## WORK ITEM
Repeat the lines of the data exactly, from the first one through the one that contains "Serialize-side vocabulary owned by the BEAM".

## INFORMATION
//! ResourceArc Wrappers
//!
//! Vocabularies held across NIF calls. Each resource owns one vocabulary
//! behind a mutex; every call locks it for the duration of one operation.

use std::sync::Mutex;

use rustler::ResourceArc;

use crate::config::VocabularyConfig;
use crate::vocab::{ParserVocabulary, SerializerVocabulary};

/// Serialize-side vocabulary owned by the BEAM
pub struct SerializerVocabularyResource {
    pub inner: Mutex<SerializerVocabulary>,
}

impl SerializerVocabularyResource {
    pub fn new(config: VocabularyConfig) -> Self {
        SerializerVocabularyResource {
            inner: Mutex::new(SerializerVocabulary::new(config)),
        }
    }

    /// Run `f` against the locked vocabulary
    ///
    /// # Errors
    ///
    /// Returns `"mutex_poisoned"` if a previous call panicked while holding the lock.
    pub fn with<F, R>(&self, f: F) -> Result<R, &'static str>
    where
        F: FnOnce(&mut SerializerVocabulary) -> R,
    {
        let mut guard = self.inner.lock().map_err(|_| "mutex_poisoned")?;
        Ok(f(&mut guard))
    }
}

#[rustler::resource_impl]
impl rustler::Resource for SerializerVocabularyResource {}

impl Default for SerializerVocabularyResource {
    fn default() -> Self {
        Self::new(VocabularyConfig::default())
    }
}

pub type SerializerVocabularyRef = ResourceArc<SerializerVocabularyResource>;

/// Parse-side vocabulary owned by the BEAM
pub struct ParserVocabularyResource {
    pub inner: Mutex<ParserVocabulary>,
}

impl ParserVocabularyResource {
    pub fn new(config: VocabularyConfig) -> Self {
        ParserVocabularyResource {
            inner: Mutex::new(ParserVocabulary::new(config)),
        }
    }

    /// Run `f` against the locked vocabulary
    ///
    /// # Errors
    ///
    /// Returns `"mutex_poisoned"` if a previous call panicked while holding the lock.
    pub fn with<F, R>(&self, f: F) -> Result<R, &'static str>
    where
        F: FnOnce(&mut ParserVocabulary) -> R,
    {
        let mut guard = self.inner.lock().map_err(|_| "mutex_poisoned")?;
        Ok(f(&mut guard))
    }
}

#[rustler::resource_impl]
impl rustler::Resource for ParserVocabularyResource {}

impl Default for ParserVocabularyResource {
    fn default() -> Self {
        Self::new(VocabularyConfig::default())
    }
}

pub type ParserVocabularyRef = ResourceArc<ParserVocabularyResource>;
//! FastInfoset - vocabulary tables and encoding algorithms for binary XML
//!
//! Layers:
//! - array: index → value storage for the parse side
//! - index: key → index hash dictionaries for the serialize side
//! - vocab: the twelve vocabulary tables in both shapes, with layering
//! - algorithm: built-in and application encoding algorithms
//! - attributes: per-element attribute values with lazy conversion
//!
//! The NIFs below expose vocabularies as resources and the built-in
//! algorithms as octet/text conversions.

use rustler::{Binary, Encoder, Env, NifResult, Term};

pub mod algorithm;
pub mod array;
pub mod attributes;
pub mod config;
pub mod error;
pub mod index;
mod resource;
mod term;
pub mod vocab;

pub use algorithm::{AlgorithmDatum, AlgorithmRegistry, AlgorithmValue, BuiltInAlgorithm, EncodingAlgorithm};
pub use attributes::AttributesHolder;
pub use config::{IndexingLimits, NameKeyMode, VocabularyConfig};
pub use error::{FastInfosetError, Result};
pub use index::Obtained;
pub use vocab::{CanonicalVocabulary, ParserVocabulary, QualifiedName, SerializerVocabulary, TableKind};

use resource::{
    ParserVocabularyRef, ParserVocabularyResource, SerializerVocabularyRef,
    SerializerVocabularyResource,
};
use term::{
    bytes_to_binary, decode_config, error_to_term, obtained_to_term, qualified_name_to_term,
    reason_to_term, str_to_binary, table_kind,
};

// ============================================================================
// Allocator Configuration
// ============================================================================

#[cfg(feature = "mimalloc")]
#[global_allocator]
static GLOBAL: mimalloc::MiMalloc = mimalloc::MiMalloc;

/// Encode a locked-call result, mapping both failure layers to `{:error, _}`
fn reply<'a, T>(
    env: Env<'a>,
    result: std::result::Result<Result<T>, &'static str>,
    on_ok: impl FnOnce(T) -> Term<'a>,
) -> Term<'a> {
    match result {
        Ok(Ok(value)) => on_ok(value),
        Ok(Err(e)) => error_to_term(env, &e),
        Err(reason) => reason_to_term(env, reason),
    }
}

fn nil<'a>(env: Env<'a>) -> Term<'a> {
    rustler::types::atom::nil().encode(env)
}

// ============================================================================
// Serializer Vocabulary
// ============================================================================

/// Create a serializer vocabulary from a config map (`%{}` for defaults)
#[rustler::nif]
fn serializer_new<'a>(config: Term<'a>) -> NifResult<SerializerVocabularyRef> {
    let config = decode_config(config)?;
    Ok(SerializerVocabularyRef::new(SerializerVocabularyResource::new(config)))
}

/// Index of `key` in a string table, assigning the next index if new
/// Returns `{:found, i}`, `{:inserted, i}` or `{:error, reason}`
#[rustler::nif]
fn serializer_obtain_index<'a>(
    env: Env<'a>,
    vocab: SerializerVocabularyRef,
    table: &str,
    key: &str,
) -> Term<'a> {
    let kind = match table_kind(table) {
        Ok(kind) => kind,
        Err(reason) => return reason_to_term(env, reason),
    };
    reply(env, vocab.with(|v| v.obtain_index(kind, key)), |obtained| {
        obtained_to_term(env, obtained)
    })
}

/// Index of a qualified name in the element-name or attribute-name table
#[rustler::nif]
fn serializer_obtain_name<'a>(
    env: Env<'a>,
    vocab: SerializerVocabularyRef,
    table: &str,
    prefix: &str,
    namespace_name: &str,
    local_name: &str,
) -> Term<'a> {
    let kind = match table_kind(table) {
        Ok(kind) => kind,
        Err(reason) => return reason_to_term(env, reason),
    };
    let result = vocab.with(|v| v.obtain_qualified_name(kind, prefix, namespace_name, local_name));
    reply(env, result, |obtained| obtained_to_term(env, obtained))
}

/// Index of `key` without inserting, or nil
#[rustler::nif]
fn serializer_get<'a>(env: Env<'a>, vocab: SerializerVocabularyRef, table: &str, key: &str) -> Term<'a> {
    let kind = match table_kind(table) {
        Ok(kind) => kind,
        Err(reason) => return reason_to_term(env, reason),
    };
    match vocab.with(|v| v.get(kind, key)) {
        Ok(Some(index)) => index.encode(env),
        Ok(None) => nil(env),
        Err(reason) => reason_to_term(env, reason),
    }
}

#[rustler::nif]
fn serializer_table_len<'a>(env: Env<'a>, vocab: SerializerVocabularyRef, table: &str) -> Term<'a> {
    let result = table_kind(table).and_then(|kind| vocab.with(|v| v.table_len(kind)));
    match result {
        Ok(len) => len.encode(env),
        Err(reason) => reason_to_term(env, reason),
    }
}

/// Drop every dynamic entry, keeping fixed and layered ones
#[rustler::nif]
fn serializer_clear<'a>(env: Env<'a>, vocab: SerializerVocabularyRef) -> Term<'a> {
    match vocab.with(|v| v.clear()) {
        Ok(()) => term::ok().encode(env),
        Err(reason) => reason_to_term(env, reason),
    }
}

// ============================================================================
// Parser Vocabulary
// ============================================================================

/// Create a parser vocabulary from a config map (`%{}` for defaults)
#[rustler::nif]
fn parser_new<'a>(config: Term<'a>) -> NifResult<ParserVocabularyRef> {
    let config = decode_config(config)?;
    Ok(ParserVocabularyRef::new(ParserVocabularyResource::new(config)))
}

/// Append a string, returning `{:ok, index}`
#[rustler::nif]
fn parser_add_string<'a>(env: Env<'a>, vocab: ParserVocabularyRef, table: &str, value: &str) -> Term<'a> {
    let kind = match table_kind(table) {
        Ok(kind) => kind,
        Err(reason) => return reason_to_term(env, reason),
    };
    reply(env, vocab.with(|v| v.add_string(kind, value)), |index| {
        (term::ok(), index).encode(env)
    })
}

#[rustler::nif]
fn parser_get_string<'a>(env: Env<'a>, vocab: ParserVocabularyRef, table: &str, index: usize) -> Term<'a> {
    let kind = match table_kind(table) {
        Ok(kind) => kind,
        Err(reason) => return reason_to_term(env, reason),
    };
    let result = vocab.with(|v| v.get_string(kind, index).map(|s| str_to_binary(env, s)));
    match result {
        Ok(Some(term)) => term,
        Ok(None) => nil(env),
        Err(reason) => reason_to_term(env, reason),
    }
}

/// Append a qualified name, returning `{:ok, index}`
#[rustler::nif]
fn parser_add_name<'a>(
    env: Env<'a>,
    vocab: ParserVocabularyRef,
    table: &str,
    prefix: &str,
    namespace_name: &str,
    local_name: &str,
) -> Term<'a> {
    let kind = match table_kind(table) {
        Ok(kind) => kind,
        Err(reason) => return reason_to_term(env, reason),
    };
    let name = QualifiedName::new(prefix, namespace_name, local_name);
    let result = vocab.with(|v| match kind {
        TableKind::ElementName => v.add_element_name(name),
        TableKind::AttributeName => v.add_attribute_name(name),
        other => Err(FastInfosetError::IllegalVocabularyOperation(format!(
            "{other} holds strings, not qualified names"
        ))),
    });
    reply(env, result, |index| (term::ok(), index).encode(env))
}

/// `{prefix, namespace_name, local_name}` at `index`, or nil
#[rustler::nif]
fn parser_get_name<'a>(env: Env<'a>, vocab: ParserVocabularyRef, table: &str, index: usize) -> Term<'a> {
    let kind = match table_kind(table) {
        Ok(kind) => kind,
        Err(reason) => return reason_to_term(env, reason),
    };
    let result = vocab.with(|v| {
        let name = match kind {
            TableKind::ElementName => v.element_name(index),
            TableKind::AttributeName => v.attribute_name(index),
            _ => None,
        };
        name.map(|n| qualified_name_to_term(env, n))
    });
    match result {
        Ok(Some(term)) => term,
        Ok(None) => nil(env),
        Err(reason) => reason_to_term(env, reason),
    }
}

#[rustler::nif]
fn parser_table_len<'a>(env: Env<'a>, vocab: ParserVocabularyRef, table: &str) -> Term<'a> {
    let result = table_kind(table).and_then(|kind| vocab.with(|v| v.table_len(kind)));
    match result {
        Ok(len) => len.encode(env),
        Err(reason) => reason_to_term(env, reason),
    }
}

#[rustler::nif]
fn parser_clear<'a>(env: Env<'a>, vocab: ParserVocabularyRef) -> Term<'a> {
    match vocab.with(|v| v.clear()) {
        Ok(()) => term::ok().encode(env),
        Err(reason) => reason_to_term(env, reason),
    }
}

// ============================================================================
// Encoding Algorithms
// ============================================================================

/// Lexical form of an encoded payload: `{:ok, text}` or `{:error, reason}`
#[rustler::nif]
fn algorithm_to_text<'a>(env: Env<'a>, index: usize, octets: Binary<'a>) -> Term<'a> {
    let registry = AlgorithmRegistry::new();
    let datum = AlgorithmDatum::new(index, None, octets.as_slice().to_vec());
    match datum.to_text(&registry) {
        Ok(text) => (term::ok(), str_to_binary(env, &text)).encode(env),
        Err(e) => error_to_term(env, &e),
    }
}

/// Encoded payload of a lexical value: `{:ok, octets}` or `{:error, reason}`
#[rustler::nif]
fn algorithm_from_text<'a>(env: Env<'a>, index: usize, text: &str) -> Term<'a> {
    let registry = AlgorithmRegistry::new();
    let encoded = registry.resolve(index, None).and_then(|resolved| {
        let algorithm = resolved.algorithm();
        let value = algorithm.convert_from_text(text)?;
        algorithm.encode_to_vec(&value)
    });
    match encoded {
        Ok(octets) => (term::ok(), bytes_to_binary(env, &octets)).encode(env),
        Err(e) => error_to_term(env, &e),
    }
}

// ============================================================================
// NIF Initialization
// ============================================================================

rustler::init!("Elixir.FastInfoset.Native");
//! Directions of travel on the motion lattice.

use serde::{Deserialize, Serialize};

/// Direction the body's head travels on the next tick.
#[derive(
    Debug,
    Clone,
    Copy,
    Default,
    PartialEq,
    Eq,
    Hash,
    Serialize,
    Deserialize,
    strum::Display,
    strum::EnumString,
    strum::EnumIter,
)]
#[strum(ascii_case_insensitive)]
pub enum Heading {
    /// Towards smaller `y`.
    #[strum(to_string = "Up", serialize = "U")]
    Up,
    /// Towards larger `y`.
    #[strum(to_string = "Down", serialize = "D")]
    Down,
    /// Towards smaller `x`.
    #[strum(to_string = "Left", serialize = "L")]
    Left,
    /// Towards larger `x`.
    #[default]
    #[strum(to_string = "Right", serialize = "R")]
    Right,
}

impl Heading {
    /// Returns the heading pointing the other way.
    pub fn opposite(self) -> Self {
        match self {
            Heading::Up => Heading::Down,
            Heading::Down => Heading::Up,
            Heading::Left => Heading::Right,
            Heading::Right => Heading::Left,
        }
    }

    /// Returns true if turning from self to other would be a 180-degree turn.
    pub fn is_opposite(self, other: Heading) -> bool {
        self.opposite() == other
    }

    /// Unit delta (dx, dy) for one move in this heading.
    pub fn delta(self) -> (i32, i32) {
        match self {
            Heading::Up => (0, -1),
            Heading::Down => (0, 1),
            Heading::Left => (-1, 0),
            Heading::Right => (1, 0),
        }
    }
}

#[cfg(test)]
mod tests {
    use super::*;
    use std::str::FromStr;
    use strum::IntoEnumIterator;

    #[test]
    fn test_opposite_headings() {
        assert!(Heading::Up.is_opposite(Heading::Down));
        assert!(Heading::Left.is_opposite(Heading::Right));
        assert!(!Heading::Up.is_opposite(Heading::Left));
        assert!(!Heading::Right.is_opposite(Heading::Right));
        for heading in Heading::iter() {
            assert_eq!(heading.opposite().opposite(), heading);
        }
    }

    #[test]
    fn test_heading_delta() {
        assert_eq!(Heading::Up.delta(), (0, -1));
        assert_eq!(Heading::Down.delta(), (0, 1));
        assert_eq!(Heading::Left.delta(), (-1, 0));
        assert_eq!(Heading::Right.delta(), (1, 0));
    }

    #[test]
    fn test_parse() {
        assert_eq!(Heading::from_str("right").unwrap(), Heading::Right);
        assert_eq!(Heading::from_str("U").unwrap(), Heading::Up);
        assert_eq!(Heading::from_str("d").unwrap(), Heading::Down);
        assert!(Heading::from_str("north").is_err());
    }
}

## RESPONSE TO THIS TASK
//! ResourceArc Wrappers
//!
//! Vocabularies held across NIF calls. Each resource owns one vocabulary
//! behind a mutex; every call locks it for the duration of one operation.

use std::sync::Mutex;

use rustler::ResourceArc;

use crate::config::VocabularyConfig;
use crate::vocab::{ParserVocabulary, SerializerVocabulary};

/// Serialize-side vocabulary owned by the BEAM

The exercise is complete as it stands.